= What the exercise asks =
Search the records below for the word "seen", then return every line where it appears.

Start of Data excerpts

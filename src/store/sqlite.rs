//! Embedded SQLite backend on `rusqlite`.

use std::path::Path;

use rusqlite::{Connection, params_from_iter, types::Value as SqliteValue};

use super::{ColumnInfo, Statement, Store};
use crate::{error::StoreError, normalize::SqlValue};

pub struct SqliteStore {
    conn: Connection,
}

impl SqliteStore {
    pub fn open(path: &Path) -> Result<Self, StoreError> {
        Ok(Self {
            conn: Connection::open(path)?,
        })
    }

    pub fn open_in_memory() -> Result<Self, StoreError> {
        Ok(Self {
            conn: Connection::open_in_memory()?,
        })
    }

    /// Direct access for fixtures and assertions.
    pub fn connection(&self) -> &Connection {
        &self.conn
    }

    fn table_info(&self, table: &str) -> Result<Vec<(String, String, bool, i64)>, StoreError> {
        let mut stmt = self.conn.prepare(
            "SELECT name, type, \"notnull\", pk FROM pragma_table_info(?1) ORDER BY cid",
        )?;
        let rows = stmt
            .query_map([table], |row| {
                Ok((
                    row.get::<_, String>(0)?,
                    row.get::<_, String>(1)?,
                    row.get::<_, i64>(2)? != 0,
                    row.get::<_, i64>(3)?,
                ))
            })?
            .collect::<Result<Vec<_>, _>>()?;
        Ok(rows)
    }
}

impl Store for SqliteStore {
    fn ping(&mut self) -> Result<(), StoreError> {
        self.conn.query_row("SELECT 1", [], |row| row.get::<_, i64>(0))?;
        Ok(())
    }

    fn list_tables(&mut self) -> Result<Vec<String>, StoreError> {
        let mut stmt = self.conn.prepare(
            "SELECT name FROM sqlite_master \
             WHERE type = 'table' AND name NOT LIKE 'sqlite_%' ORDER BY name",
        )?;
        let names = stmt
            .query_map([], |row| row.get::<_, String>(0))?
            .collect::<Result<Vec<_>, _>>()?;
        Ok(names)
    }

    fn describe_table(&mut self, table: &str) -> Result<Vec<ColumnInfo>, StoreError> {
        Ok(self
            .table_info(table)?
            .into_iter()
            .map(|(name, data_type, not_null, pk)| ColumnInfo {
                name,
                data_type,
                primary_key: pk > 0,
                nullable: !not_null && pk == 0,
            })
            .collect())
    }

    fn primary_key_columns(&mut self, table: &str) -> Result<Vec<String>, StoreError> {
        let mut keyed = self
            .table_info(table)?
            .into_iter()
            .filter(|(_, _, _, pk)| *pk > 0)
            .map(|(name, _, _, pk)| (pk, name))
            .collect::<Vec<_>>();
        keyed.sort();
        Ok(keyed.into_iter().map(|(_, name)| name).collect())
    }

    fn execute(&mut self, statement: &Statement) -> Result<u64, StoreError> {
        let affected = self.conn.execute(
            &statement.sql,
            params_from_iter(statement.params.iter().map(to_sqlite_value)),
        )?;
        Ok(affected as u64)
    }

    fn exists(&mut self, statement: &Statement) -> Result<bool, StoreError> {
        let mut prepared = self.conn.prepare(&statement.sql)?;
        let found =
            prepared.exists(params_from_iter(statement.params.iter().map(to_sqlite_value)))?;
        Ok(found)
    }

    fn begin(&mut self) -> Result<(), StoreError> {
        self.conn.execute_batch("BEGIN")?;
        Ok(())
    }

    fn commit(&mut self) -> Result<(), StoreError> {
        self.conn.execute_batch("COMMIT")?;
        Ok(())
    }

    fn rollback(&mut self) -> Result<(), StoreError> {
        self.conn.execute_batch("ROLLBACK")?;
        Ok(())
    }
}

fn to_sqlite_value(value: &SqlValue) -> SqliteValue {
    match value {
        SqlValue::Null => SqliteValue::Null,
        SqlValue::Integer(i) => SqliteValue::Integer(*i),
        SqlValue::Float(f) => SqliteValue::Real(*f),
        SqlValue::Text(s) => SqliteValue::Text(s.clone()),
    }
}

End of Data excerpts
Start of Data excerpts

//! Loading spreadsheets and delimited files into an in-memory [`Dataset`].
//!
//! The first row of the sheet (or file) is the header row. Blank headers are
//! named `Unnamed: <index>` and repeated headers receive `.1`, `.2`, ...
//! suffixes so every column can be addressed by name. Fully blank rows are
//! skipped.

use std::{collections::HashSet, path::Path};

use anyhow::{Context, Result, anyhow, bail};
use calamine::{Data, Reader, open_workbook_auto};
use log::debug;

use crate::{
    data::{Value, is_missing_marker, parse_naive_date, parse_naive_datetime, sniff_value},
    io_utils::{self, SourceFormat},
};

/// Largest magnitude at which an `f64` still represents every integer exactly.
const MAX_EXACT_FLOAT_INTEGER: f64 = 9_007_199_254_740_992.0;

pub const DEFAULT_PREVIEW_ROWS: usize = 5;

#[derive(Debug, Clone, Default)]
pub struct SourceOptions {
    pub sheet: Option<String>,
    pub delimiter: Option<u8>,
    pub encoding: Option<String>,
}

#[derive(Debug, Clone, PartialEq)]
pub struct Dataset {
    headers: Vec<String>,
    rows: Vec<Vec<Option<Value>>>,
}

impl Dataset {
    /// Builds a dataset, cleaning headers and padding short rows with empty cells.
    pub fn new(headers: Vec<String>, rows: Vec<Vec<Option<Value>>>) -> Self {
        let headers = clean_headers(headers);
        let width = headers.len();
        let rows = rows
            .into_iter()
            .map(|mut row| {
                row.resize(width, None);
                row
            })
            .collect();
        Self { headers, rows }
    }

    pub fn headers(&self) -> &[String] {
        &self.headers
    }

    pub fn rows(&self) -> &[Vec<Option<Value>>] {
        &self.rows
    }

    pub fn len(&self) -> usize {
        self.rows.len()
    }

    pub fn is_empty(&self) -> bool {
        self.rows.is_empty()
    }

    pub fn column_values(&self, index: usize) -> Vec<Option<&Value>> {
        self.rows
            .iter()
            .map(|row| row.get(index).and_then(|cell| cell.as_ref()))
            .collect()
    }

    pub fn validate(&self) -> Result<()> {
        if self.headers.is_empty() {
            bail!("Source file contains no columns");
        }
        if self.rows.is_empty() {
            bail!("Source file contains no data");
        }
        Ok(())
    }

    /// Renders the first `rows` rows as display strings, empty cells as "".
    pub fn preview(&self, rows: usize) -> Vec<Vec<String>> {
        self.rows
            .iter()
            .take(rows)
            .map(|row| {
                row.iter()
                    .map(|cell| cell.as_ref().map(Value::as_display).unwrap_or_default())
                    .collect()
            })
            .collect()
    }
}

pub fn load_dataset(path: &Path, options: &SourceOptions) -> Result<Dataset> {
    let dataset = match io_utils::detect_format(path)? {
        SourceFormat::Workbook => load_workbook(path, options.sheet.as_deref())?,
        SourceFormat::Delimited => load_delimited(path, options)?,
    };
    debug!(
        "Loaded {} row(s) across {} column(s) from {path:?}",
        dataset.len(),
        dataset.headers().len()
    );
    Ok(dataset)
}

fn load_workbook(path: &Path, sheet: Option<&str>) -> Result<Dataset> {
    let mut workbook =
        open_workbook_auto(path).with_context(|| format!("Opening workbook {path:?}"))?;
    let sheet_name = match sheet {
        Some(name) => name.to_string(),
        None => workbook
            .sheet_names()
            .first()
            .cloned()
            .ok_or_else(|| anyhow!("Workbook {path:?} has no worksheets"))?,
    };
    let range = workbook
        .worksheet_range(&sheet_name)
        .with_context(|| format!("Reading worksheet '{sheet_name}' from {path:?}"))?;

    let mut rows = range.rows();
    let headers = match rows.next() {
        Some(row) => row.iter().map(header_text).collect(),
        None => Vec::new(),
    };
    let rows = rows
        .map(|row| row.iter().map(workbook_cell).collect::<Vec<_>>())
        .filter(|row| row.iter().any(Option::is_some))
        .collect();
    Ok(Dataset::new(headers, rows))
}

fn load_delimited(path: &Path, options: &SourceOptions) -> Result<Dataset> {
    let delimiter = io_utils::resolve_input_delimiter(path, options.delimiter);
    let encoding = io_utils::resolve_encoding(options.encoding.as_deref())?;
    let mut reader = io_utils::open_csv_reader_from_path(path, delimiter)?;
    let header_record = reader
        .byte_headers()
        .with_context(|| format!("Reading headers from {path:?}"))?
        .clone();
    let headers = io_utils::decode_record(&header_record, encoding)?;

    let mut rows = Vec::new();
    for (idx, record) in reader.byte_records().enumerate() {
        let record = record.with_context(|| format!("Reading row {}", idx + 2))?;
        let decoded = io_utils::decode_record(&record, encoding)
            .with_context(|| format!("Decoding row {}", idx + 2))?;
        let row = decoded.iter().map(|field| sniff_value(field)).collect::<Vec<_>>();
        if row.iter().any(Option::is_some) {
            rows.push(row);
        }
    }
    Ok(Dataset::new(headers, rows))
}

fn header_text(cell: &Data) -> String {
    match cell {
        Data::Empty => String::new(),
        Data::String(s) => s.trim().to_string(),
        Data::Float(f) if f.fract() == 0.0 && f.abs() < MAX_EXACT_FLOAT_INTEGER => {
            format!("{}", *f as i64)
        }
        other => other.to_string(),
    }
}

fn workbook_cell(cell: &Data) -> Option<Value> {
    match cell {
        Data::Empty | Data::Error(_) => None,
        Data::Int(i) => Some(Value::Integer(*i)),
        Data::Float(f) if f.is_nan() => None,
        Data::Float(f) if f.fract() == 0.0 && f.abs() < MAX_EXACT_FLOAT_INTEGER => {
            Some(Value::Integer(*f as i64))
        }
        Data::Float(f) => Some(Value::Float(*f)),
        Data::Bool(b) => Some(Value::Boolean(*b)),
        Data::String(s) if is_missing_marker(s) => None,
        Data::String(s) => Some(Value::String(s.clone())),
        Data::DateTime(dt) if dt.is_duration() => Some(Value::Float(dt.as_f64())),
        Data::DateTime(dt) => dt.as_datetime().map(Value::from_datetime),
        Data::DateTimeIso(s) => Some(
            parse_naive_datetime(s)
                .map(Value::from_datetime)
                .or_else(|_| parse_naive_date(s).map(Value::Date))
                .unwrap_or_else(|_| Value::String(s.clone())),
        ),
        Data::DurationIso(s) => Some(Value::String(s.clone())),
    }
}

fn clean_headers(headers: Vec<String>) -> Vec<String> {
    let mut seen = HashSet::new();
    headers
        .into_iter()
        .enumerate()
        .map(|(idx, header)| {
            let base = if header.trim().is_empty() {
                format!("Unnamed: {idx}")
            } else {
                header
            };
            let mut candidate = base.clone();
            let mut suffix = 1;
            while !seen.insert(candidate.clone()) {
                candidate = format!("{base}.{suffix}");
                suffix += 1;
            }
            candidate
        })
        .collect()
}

End of Data excerpts

= Task output =
    let mut seen = HashSet::new();
            while !seen.insert(candidate.clone()) {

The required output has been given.